One thing that continues to fascinate me through all this is people’s total inability to grasp the idea of probabilistic thinking. Or if you want to put it another way, people struggle to get beyond a black and white result. After the election, the analysts that had predicted it were carried shoulder high in the media as New Age Gods. The fascinating thing is, what if Romney had won? Well, apart from a war in Iran, a lot of millionaires celebrating, and a lot of sad liberals, the stats geeks would have been utterly dismissed. After all, they’d got it wrong – they’d have failed!

This would have totally misunderstood their predictions and the basis of their work. When someone using probabilistic thinking says there’s an 85% chance of something happening, it means it won’t happen 15% of the time. A Romney victory could have been a completely plausible if relatively unlikely event.
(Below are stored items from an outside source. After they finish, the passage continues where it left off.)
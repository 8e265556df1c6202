//! Placeholder expansion for shell actions.
//!
//! Checklists refer to the package manager and the notification command
//! through two literal tokens so the same document works with other
//! invocation prefixes. Expansion is a plain global replace of each token.

use crate::config::Settings;

#[derive(Debug, Clone, PartialEq, Eq)]
pub struct Aliases {
    package_manager: String,
    install_flag: String,
    notify_command: String,
    package_manager_token: String,
    notify_token: String,
}

impl Default for Aliases {
    fn default() -> Self {
        Self::from_settings(&Settings::default())
    }
}

impl Aliases {
    pub fn from_settings(settings: &Settings) -> Self {
        Self {
            package_manager: settings.package_manager.clone(),
            install_flag: settings.install_flag.clone(),
            notify_command: settings.notify_command.clone(),
            package_manager_token: settings.package_manager_alias.clone(),
            notify_token: settings.notify_alias.clone(),
        }
    }

    /// Full install invocation for one package.
    pub fn install_command(&self, package: &str) -> String {
        if self.install_flag.is_empty() {
            format!("{} {}", self.package_manager, package)
        } else {
            format!("{} {} {}", self.package_manager, self.install_flag, package)
        }
    }

    /// Replace every occurrence of both tokens.
    pub fn substitute(&self, script: &str) -> String {
        let script = replace_token(script, &self.package_manager_token, &self.package_manager);
        replace_token(&script, &self.notify_token, &self.notify_command)
    }
}

fn replace_token(text: &str, token: &str, value: &str) -> String {
    // An empty token would match between every character.
    if token.is_empty() {
        return text.to_string();
    }
    text.replace(token, value)
}
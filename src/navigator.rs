//! Stack-based walk over the checklist tree.
//!
//! Each level is a sibling list plus a cursor. Entering a section pushes a
//! level; `Back` pops exactly one. Because a parent's cursor is left on the
//! section that was entered, the stack of cursors alone is the path from the
//! root to the focused list.

use anyhow::Result;

use crate::model::MenuNode;

#[derive(Debug, Clone, Copy, PartialEq, Eq)]
pub enum NavEvent {
    Up,
    Down,
    Activate,
    Back,
}

/// Whether navigation continues after an event.
#[derive(Debug, Clone, Copy, PartialEq, Eq)]
pub enum Flow {
    Continue,
    Exit,
}

/// What a front-end needs to draw the focused level.
#[derive(Debug, Clone, Copy)]
pub struct Level<'a> {
    pub items: &'a [MenuNode],
    pub cursor: usize,
    pub depth: usize,
}

pub struct Navigator<'a> {
    root: &'a mut [MenuNode],
    cursors: Vec<usize>,
}

impl<'a> Navigator<'a> {
    pub fn new(root: &'a mut [MenuNode]) -> Self {
        Self {
            root,
            cursors: vec![0],
        }
    }

    pub fn cursor(&self) -> usize {
        self.cursors.last().copied().unwrap_or(0)
    }

    pub fn depth(&self) -> usize {
        self.cursors.len()
    }

    pub fn level(&self) -> Level<'_> {
        Level {
            items: self.focused(),
            cursor: self.cursor(),
            depth: self.depth(),
        }
    }

    /// Labels of the sections entered so far, outermost first.
    pub fn breadcrumb(&self) -> Vec<&str> {
        let mut labels = Vec::with_capacity(self.cursors.len().saturating_sub(1));
        let mut items: &[MenuNode] = &*self.root;
        for &index in &self.cursors[..self.cursors.len().saturating_sub(1)] {
            let node = &items[index];
            labels.push(node.label.as_str());
            items = &node.children;
        }
        labels
    }

    pub fn handle(&mut self, event: NavEvent) -> Flow {
        match event {
            NavEvent::Up => {
                if let Some(cursor) = self.cursors.last_mut() {
                    *cursor = cursor.saturating_sub(1);
                }
            }
            NavEvent::Down => {
                let len = self.focused().len();
                if let Some(cursor) = self.cursors.last_mut() {
                    if *cursor + 1 < len {
                        *cursor += 1;
                    }
                }
            }
            NavEvent::Activate => self.activate(),
            NavEvent::Back => {
                self.cursors.pop();
                if self.cursors.is_empty() {
                    return Flow::Exit;
                }
                tracing::trace!(depth = self.depth(), "left section");
            }
        }
        Flow::Continue
    }

    fn activate(&mut self) {
        if self.cursors.is_empty() {
            return;
        }
        let cursor = self.cursor();
        let Some(node) = self.focused_mut().get_mut(cursor) else {
            return;
        };

        if !node.is_section() {
            node.toggle();
            tracing::debug!(label = %node.label, checked = node.checked, "toggled item");
        } else if !node.children.is_empty() {
            tracing::trace!(label = %node.label, "entered section");
            self.cursors.push(0);
        }
    }

    fn focused(&self) -> &[MenuNode] {
        let mut items: &[MenuNode] = &*self.root;
        for &index in &self.cursors[..self.cursors.len().saturating_sub(1)] {
            items = &items[index].children;
        }
        items
    }

    fn focused_mut(&mut self) -> &mut [MenuNode] {
        let depth = self.cursors.len().saturating_sub(1);
        let mut items: &mut [MenuNode] = &mut *self.root;
        for &index in &self.cursors[..depth] {
            items = &mut items[index].children;
        }
        items
    }
}

/// Drive a navigator until the root level is left or events run out.
///
/// `draw` is called with the focused level before every wait for input.
/// An exhausted event source (`None`) ends navigation like leaving every level.
pub fn run<E, D>(navigator: &mut Navigator<'_>, mut next_event: E, mut draw: D) -> Result<()>
where
    E: FnMut() -> Result<Option<NavEvent>>,
    D: FnMut(&Level<'_>, &[&str]) -> Result<()>,
{
    loop {
        draw(&navigator.level(), &navigator.breadcrumb())?;
        let Some(event) = next_event()? else {
            return Ok(());
        };
        if navigator.handle(event) == Flow::Exit {
            return Ok(());
        }
    }
}
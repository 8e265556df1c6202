use anyhow::{Context, Result};
use chrono::{DateTime, Local};
use std::fs;
use std::path::{Path, PathBuf};
use std::process::{Command, ExitStatus};

pub const SCRIPT_HEADER: &str = "# Generated script";

/// Script text: header line, then one command per line.
pub fn render_script(commands: &[String]) -> String {
    let mut script = String::with_capacity(
        SCRIPT_HEADER.len() + 1 + commands.iter().map(|c| c.len() + 1).sum::<usize>(),
    );
    script.push_str(SCRIPT_HEADER);
    script.push('\n');
    for command in commands {
        script.push_str(command);
        script.push('\n');
    }
    script
}

/// `generated-script_<DD_MM_YYYY_HHMMSS>.sh`
pub fn default_script_name(now: DateTime<Local>) -> String {
    format!("generated-script_{}.sh", now.format("%d_%m_%Y_%H%M%S"))
}

/// Write the script to `path`, or to a timestamped file in the current directory.
pub fn write_script(path: Option<&Path>, commands: &[String]) -> Result<PathBuf> {
    let path = match path {
        Some(path) => path.to_path_buf(),
        None => PathBuf::from(default_script_name(Local::now())),
    };
    fs::write(&path, render_script(commands))
        .with_context(|| format!("Failed to write script to {}", path.display()))?;
    tracing::info!(path = %path.display(), commands = commands.len(), "script written");
    Ok(path)
}

/// Run a command through `bash -c` and stream output directly to the terminal.
pub fn run_command_streaming(cmd: &str) -> Result<ExitStatus> {
    let status = Command::new("bash")
        .arg("-c")
        .arg(cmd)
        .status()
        .with_context(|| format!("Failed to execute command: {}", cmd))?;
    Ok(status)
}

/// Run a written script with `bash <file>`.
pub fn run_script(path: &Path) -> Result<ExitStatus> {
    tracing::info!(path = %path.display(), "executing script");
    Command::new("bash")
        .arg(path)
        .status()
        .with_context(|| format!("Failed to execute script: {}", path.display()))
}

/// Outcome of running commands one by one.
#[derive(Debug, PartialEq, Eq)]
pub enum RunReport {
    Completed,
    /// Index and text of the command that failed; later commands did not run.
    Failed { index: usize, command: String },
}

/// Run each command in order, stopping at the first non-zero exit.
pub fn run_commands(commands: &[String]) -> Result<RunReport> {
    for (index, command) in commands.iter().enumerate() {
        tracing::debug!(index, %command, "running command");
        let status = run_command_streaming(command)?;
        if !status.success() {
            tracing::warn!(index, code = ?status.code(), %command, "command failed");
            return Ok(RunReport::Failed {
                index,
                command: command.clone(),
            });
        }
    }
    Ok(RunReport::Completed)
}
use anyhow::Result;
use crossterm::{
    event::{self, Event, KeyCode, KeyEvent, KeyEventKind, KeyModifiers},
    execute,
    terminal::{disable_raw_mode, enable_raw_mode, EnterAlternateScreen, LeaveAlternateScreen},
};
use ratatui::{
    backend::CrosstermBackend,
    layout::{Constraint, Direction, Layout},
    style::{Modifier, Style},
    widgets::{Block, Borders, List, ListItem, ListState, Paragraph},
    Frame, Terminal,
};
use std::cell::RefCell;
use std::io::{self, stdout};

use crate::logging;
use crate::model::{MenuNode, NodeKind};
use crate::navigator::{self, Level, NavEvent, Navigator};

const HELP: &str = "↑/↓ move  →/Enter select  ←/ESC back  q quit";

/// How the interactive session ended.
#[derive(Debug, Clone, Copy, PartialEq, Eq)]
pub enum Outcome {
    /// The user left the root level; the selection stands.
    Confirmed,
    /// Ctrl-C; nothing should be emitted.
    Aborted,
}

/// Translate a key press into a navigation event.
///
/// `None` means the key is ignored.
pub fn map_key(key: &KeyEvent) -> Option<NavEvent> {
    match key.code {
        KeyCode::Up | KeyCode::Char('k') => Some(NavEvent::Up),
        KeyCode::Down | KeyCode::Char('j') => Some(NavEvent::Down),
        KeyCode::Enter | KeyCode::Right | KeyCode::Char('l') | KeyCode::Char(' ') => {
            Some(NavEvent::Activate)
        }
        KeyCode::Esc
        | KeyCode::Left
        | KeyCode::Backspace
        | KeyCode::Char('h')
        | KeyCode::Char('q')
        | KeyCode::Char('Q') => Some(NavEvent::Back),
        _ => None,
    }
}

fn is_interrupt(key: &KeyEvent) -> bool {
    key.modifiers.contains(KeyModifiers::CONTROL) && key.code == KeyCode::Char('c')
}

/// One line of the list as shown to the user.
pub fn row_label(node: &MenuNode) -> String {
    match node.kind {
        NodeKind::Checkbox => {
            format!("[{}] {}", if node.checked { 'x' } else { ' ' }, node.label)
        }
        NodeKind::Section => format!(
            "-> {} ({}/{})",
            node.label,
            node.checked_leaves(),
            node.total_leaves()
        ),
    }
}

pub fn title(crumbs: &[&str]) -> String {
    if crumbs.is_empty() {
        " Checklist ".to_string()
    } else {
        format!(" Checklist › {} ", crumbs.join(" › "))
    }
}

/// Everything needed to repaint the current level, e.g. after a resize.
#[derive(Debug, Default, Clone)]
struct Snapshot {
    title: String,
    rows: Vec<String>,
    cursor: usize,
}

impl Snapshot {
    fn capture(level: &Level<'_>, crumbs: &[&str]) -> Self {
        Self {
            title: title(crumbs),
            rows: level.items.iter().map(row_label).collect(),
            cursor: level.cursor,
        }
    }
}

/// Runs `restore` when dropped, so the terminal is put back on every exit path.
struct OnDrop<F: FnOnce()>(Option<F>);

impl<F: FnOnce()> Drop for OnDrop<F> {
    fn drop(&mut self) {
        if let Some(restore) = self.0.take() {
            restore();
        }
    }
}

pub fn run_tui(nodes: &mut [MenuNode]) -> Result<Outcome> {
    // Initialize TUI.
    enable_raw_mode()?;
    let _restore = OnDrop(Some(|| {
        let _ = disable_raw_mode();
        let _ = execute!(stdout(), LeaveAlternateScreen, crossterm::cursor::Show);
    }));
    let _quiet = logging::pause_stderr();

    let mut stdout = stdout();
    execute!(stdout, EnterAlternateScreen)?;
    let backend = CrosstermBackend::new(stdout);
    let mut terminal = Terminal::new(backend)?;

    let mut events = std::iter::from_fn(|| Some(event::read()));
    navigate(nodes, &mut events, |snapshot| {
        terminal.draw(|f| ui(f, snapshot))?;
        Ok(())
    })
}

/// What a terminal event means for the session.
enum Input {
    Nav(NavEvent),
    Interrupt,
    Repaint,
}

/// Read events until one matters. `None` once the source is exhausted.
fn next_input<I>(events: &mut I) -> Result<Option<Input>>
where
    I: Iterator<Item = io::Result<Event>>,
{
    for event in events.by_ref() {
        match event? {
            Event::Key(key) if key.kind == KeyEventKind::Press => {
                if is_interrupt(&key) {
                    return Ok(Some(Input::Interrupt));
                }
                if let Some(nav_event) = map_key(&key) {
                    return Ok(Some(Input::Nav(nav_event)));
                }
            }
            Event::Resize(_, _) => return Ok(Some(Input::Repaint)),
            _ => {}
        }
    }
    Ok(None)
}

/// Walk the checklist with terminal events until the root is left or Ctrl-C.
///
/// No event is read after an interrupt.
fn navigate<I, P>(nodes: &mut [MenuNode], events: &mut I, paint: P) -> Result<Outcome>
where
    I: Iterator<Item = io::Result<Event>>,
    P: FnMut(&Snapshot) -> Result<()>,
{
    let paint = RefCell::new(paint);
    let snapshot = RefCell::new(Snapshot::default());
    let mut outcome = Outcome::Confirmed;
    let mut nav = Navigator::new(nodes);

    navigator::run(
        &mut nav,
        || loop {
            match next_input(events)? {
                Some(Input::Nav(nav_event)) => return Ok(Some(nav_event)),
                Some(Input::Interrupt) => {
                    outcome = Outcome::Aborted;
                    return Ok(None);
                }
                Some(Input::Repaint) => (*paint.borrow_mut())(&*snapshot.borrow())?,
                None => return Ok(None),
            }
        },
        |level, crumbs| {
            tracing::trace!(depth = level.depth, cursor = level.cursor, "draw");
            let current = Snapshot::capture(level, crumbs);
            (*paint.borrow_mut())(&current)?;
            *snapshot.borrow_mut() = current;
            Ok(())
        },
    )?;

    if outcome == Outcome::Aborted {
        tracing::info!("selection aborted");
    }
    Ok(outcome)
}

fn ui(f: &mut Frame<'_>, snapshot: &Snapshot) {
    let chunks = Layout::default()
        .direction(Direction::Vertical)
        .constraints([Constraint::Min(3), Constraint::Length(1)].as_ref())
        .split(f.area());

    let items: Vec<ListItem> = snapshot
        .rows
        .iter()
        .map(|row| ListItem::new(row.as_str()))
        .collect();

    let list = List::new(items)
        .block(Block::default().borders(Borders::ALL).title(snapshot.title.as_str()))
        .highlight_style(Style::default().add_modifier(Modifier::REVERSED));

    let mut state = ListState::default();
    if !snapshot.rows.is_empty() {
        state.select(Some(snapshot.cursor));
    }
    f.render_stateful_widget(list, chunks[0], &mut state);

    f.render_widget(Paragraph::new(HELP), chunks[1]);
}
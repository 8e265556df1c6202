use std::path::PathBuf;
use thiserror::Error;

/// Failures while acquiring the checklist document.
#[derive(Debug, Error)]
pub enum SourceError {
    #[error("failed to read {path}: {source}")]
    Read {
        path: PathBuf,
        #[source]
        source: std::io::Error,
    },

    #[error("failed to fetch {url}: {message}")]
    Fetch { url: String, message: String },

    #[error("failed to fetch {url}: unexpected status {status}")]
    Status { url: String, status: u16 },

    #[error("failed to parse YAML from {origin}: {source}")]
    Parse {
        origin: String,
        #[source]
        source: serde_yaml::Error,
    },
}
All of us humans struggle to think like this. Our brains constantly try to simplify everything to one answer. We’ve been programmed over thousands of years to merely assess whether something we meet should be eaten, run from, befriended or sexed. This limits our thinking in almost everything.

It’s completely essential to think probabilistically to do well in poker. If you’re only thinking about whether you have the best hand or not in a black or white sense, you’re going to make some really big mistakes. You will almost never know your opponent’s specific hand, so instead of guessing their hand, assigning a probabilistic range is correct. You shouldn’t be making a bluff because “you think they will fold” but because you’ve assessed the probability of them folding.

Most crucial of all is to break the link between viewing your results and the outcomes of hands as the determining factor in whether you made a good decision. Just because your opponent called you doesn’t mean your bluff was bad, and just because you ran into the top part of their range doesn’t mean your call was bad, and so on. It’s not easy to do, as you’re conditioned to think in terms of black and white results, but with a little practice anyone can start thinking probabilistically in poker and in life.